BEGIN DATA TO USE

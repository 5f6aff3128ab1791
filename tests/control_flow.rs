//! Integration tests: scanner → command queue → state machine → motor
//! supervisor, on host with mock peripherals.

use embassy_sync::channel::Channel;

use postbox::allowlist::{AllowList, TagId};
use postbox::app::events::AppEvent;
use postbox::app::ports::{DriveChannels, EventSink, StoragePort, TagReaderPort};
use postbox::command::{self, CommandChannel};
use postbox::config::SystemConfig;
use postbox::error::{ReaderError, StorageError};
use postbox::fsm::{Fsm, FsmContext, StateId};
use postbox::inputs::SensorFlags;
use postbox::motor::{self, Direction, MotorSupervisor, RequestChannel, DRIVE_DUTY_PERCENT};
use postbox::scanner::{self, TagAccess};

// ── Mock peripherals ──────────────────────────────────────────

struct MemStorage {
    sector: [u8; 64],
}

impl MemStorage {
    fn new() -> Self {
        Self { sector: [0xFF; 64] }
    }
}

impl StoragePort for MemStorage {
    fn read(&self, offset: u32, buf: &mut [u8]) -> Result<(), StorageError> {
        let off = offset as usize;
        buf.copy_from_slice(&self.sector[off..off + buf.len()]);
        Ok(())
    }

    fn write(&mut self, offset: u32, data: &[u8]) -> Result<(), StorageError> {
        let off = offset as usize;
        self.sector[off..off + data.len()].copy_from_slice(data);
        Ok(())
    }
}

#[derive(Default)]
struct RecordingDrive {
    forward: u8,
    reverse: u8,
}

impl DriveChannels for RecordingDrive {
    fn set_forward(&mut self, duty_percent: u8) {
        self.forward = duty_percent;
    }

    fn set_reverse(&mut self, duty_percent: u8) {
        self.reverse = duty_percent;
    }
}

struct SingleTagReader {
    uid: TagId,
}

impl TagReaderPort for SingleTagReader {
    fn wait_for_tag(&mut self) -> Result<(), ReaderError> {
        Ok(())
    }

    fn reset(&mut self) {}

    fn select(&mut self) -> Result<TagId, ReaderError> {
        Ok(self.uid.clone())
    }
}

#[derive(Default)]
struct CapturingSink {
    events: Vec<AppEvent>,
}

impl EventSink for CapturingSink {
    fn emit(&mut self, event: &AppEvent) {
        self.events.push(event.clone());
    }
}

fn tag(bytes: &[u8]) -> TagId {
    TagId::from_slice(bytes).unwrap()
}

// ── End-to-end flows ──────────────────────────────────────────

#[test]
fn accepted_tag_drives_the_mail_flap_open_and_shut() {
    static CMD: CommandChannel = Channel::new();
    static MOT: RequestChannel = Channel::new();

    let flags = SensorFlags::new();
    let mut storage = MemStorage::new();
    let mut list = AllowList::new();
    list.add(&[0xAA, 0xBB, 0xCC, 0xDD]).unwrap();
    let access = TagAccess::new(list);

    // Scanner sees the enrolled tag and queues the open request.
    let mut reader = SingleTagReader {
        uid: tag(&[0xAA, 0xBB, 0xCC, 0xDD]),
    };
    let mut sink = CapturingSink::default();
    assert!(scanner::scan_cycle(&mut reader, &access, &CMD, &mut sink));
    assert!(matches!(sink.events[0], AppEvent::TagAccepted { .. }));

    // Control tick consumes it and orders the unlocking stroke.
    let mut fsm = Fsm::new(StateId::Closed);
    let mut ctx = FsmContext::new(
        &flags,
        &CMD,
        &MOT,
        &access,
        &mut storage,
        SystemConfig::default(),
    );
    fsm.tick(&mut ctx);
    assert_eq!(fsm.current_state(), StateId::Waiting);

    // The supervisor runs the stroke until the mail endstop trips.
    let mut supervisor = MotorSupervisor::new(&flags, &MOT, RecordingDrive::default());
    supervisor.cycle(0);
    assert_eq!(supervisor.drive().reverse, DRIVE_DUTY_PERCENT);
    assert_eq!(supervisor.drive().forward, 0);

    flags.set_mail_open();
    supervisor.cycle(0);
    assert_eq!(supervisor.drive().reverse, 0);

    // Endstop resolves the wait; the closing stroke is ordered next.
    fsm.tick(&mut ctx);
    assert_eq!(fsm.current_state(), StateId::MailOpening);
    fsm.tick(&mut ctx);
    assert_eq!(fsm.current_state(), StateId::Waiting);

    supervisor.cycle(0);
    assert_eq!(supervisor.drive().forward, DRIVE_DUTY_PERCENT);

    flags.set_door_closed();
    supervisor.cycle(0);
    assert_eq!(supervisor.drive().forward, 0);

    fsm.tick(&mut ctx);
    assert_eq!(fsm.current_state(), StateId::Closed);
}

#[test]
fn taught_tags_survive_a_power_cycle() {
    static CMD: CommandChannel = Channel::new();

    let mut storage = MemStorage::new();
    AllowList::new().save(&mut storage);

    // Programming session: teach two tags, pull the jumper.
    let access = TagAccess::new(AllowList::load(&storage).unwrap());
    access.set_programming_mode();
    assert_eq!(
        access.handle_tag(&tag(&[1, 2, 3, 4]), &CMD),
        scanner::ScanOutcome::Learned
    );
    assert_eq!(
        access.handle_tag(&tag(&[5, 6, 7, 8, 9, 10, 11]), &CMD),
        scanner::ScanOutcome::Learned
    );
    access.set_normal_mode(&mut storage);

    // "Reboot": reload from the same storage.
    let reloaded = AllowList::load(&storage).unwrap();
    assert_eq!(reloaded.len(), 2);
    assert!(reloaded.contains(&[1, 2, 3, 4]));
    assert!(reloaded.contains(&[5, 6, 7, 8, 9, 10, 11]));
    assert!(!reloaded.contains(&[1, 2, 3, 5]));
}

#[test]
fn parcel_lockout_round_trip_with_live_clock() {
    static CMD: CommandChannel = Channel::new();
    static MOT: RequestChannel = Channel::new();

    let flags = SensorFlags::new();
    let mut storage = MemStorage::new();
    let access = TagAccess::new(AllowList::new());
    let mut fsm = Fsm::new(StateId::ParcelLocked);
    let mut ctx = FsmContext::new(
        &flags,
        &CMD,
        &MOT,
        &access,
        &mut storage,
        SystemConfig::default(),
    );

    command::push(&CMD, postbox::command::Command::OpenParcel);
    ctx.now_ms = 1_000;
    fsm.tick(&mut ctx);
    assert_eq!(fsm.current_state(), StateId::Waiting);
    assert_eq!(ctx.indicators.red, Some(true));
    assert!(MOT.try_receive().is_err());

    // Ten 100 ms ticks cover the 1 s lockout.
    for i in 1..=10 {
        ctx.now_ms = 1_000 + i * 100;
        fsm.tick(&mut ctx);
    }
    assert_eq!(fsm.current_state(), StateId::ParcelLocked);
    assert_eq!(ctx.indicators.red, Some(false));
}

#[test]
fn motor_fault_is_reported_once_per_request() {
    static CMD: CommandChannel = Channel::new();
    static MOT: RequestChannel = Channel::new();

    let flags = SensorFlags::new();
    let mut storage = MemStorage::new();
    let access = TagAccess::new(AllowList::new());
    let mut fsm = Fsm::new(StateId::Closed);
    let mut ctx = FsmContext::new(
        &flags,
        &CMD,
        &MOT,
        &access,
        &mut storage,
        SystemConfig::default(),
    );

    // A parcel request whose endstop never trips.
    command::push(&CMD, postbox::command::Command::OpenParcel);
    fsm.tick(&mut ctx);

    let request = MOT.try_receive().unwrap();
    assert_eq!(request.direction, Direction::Reverse);
    assert_eq!(request.timeout_cycles, 300);
    MOT.try_send(request).unwrap();

    let mut supervisor = MotorSupervisor::new(&flags, &MOT, RecordingDrive::default());
    let mut faults = 0;
    for _ in 0..400 {
        if supervisor.cycle(0).is_some() {
            faults += 1;
        }
    }
    assert_eq!(faults, 1);
    assert_eq!(supervisor.direction(), Direction::Stop);
    assert_eq!(supervisor.drive().forward, 0);
    assert_eq!(supervisor.drive().reverse, 0);
}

END DATA TO USE

◆ REQUIRED ACTION:
State how many lines of the records contain the word "contains". Give that number alone.

◆ RESULT:
3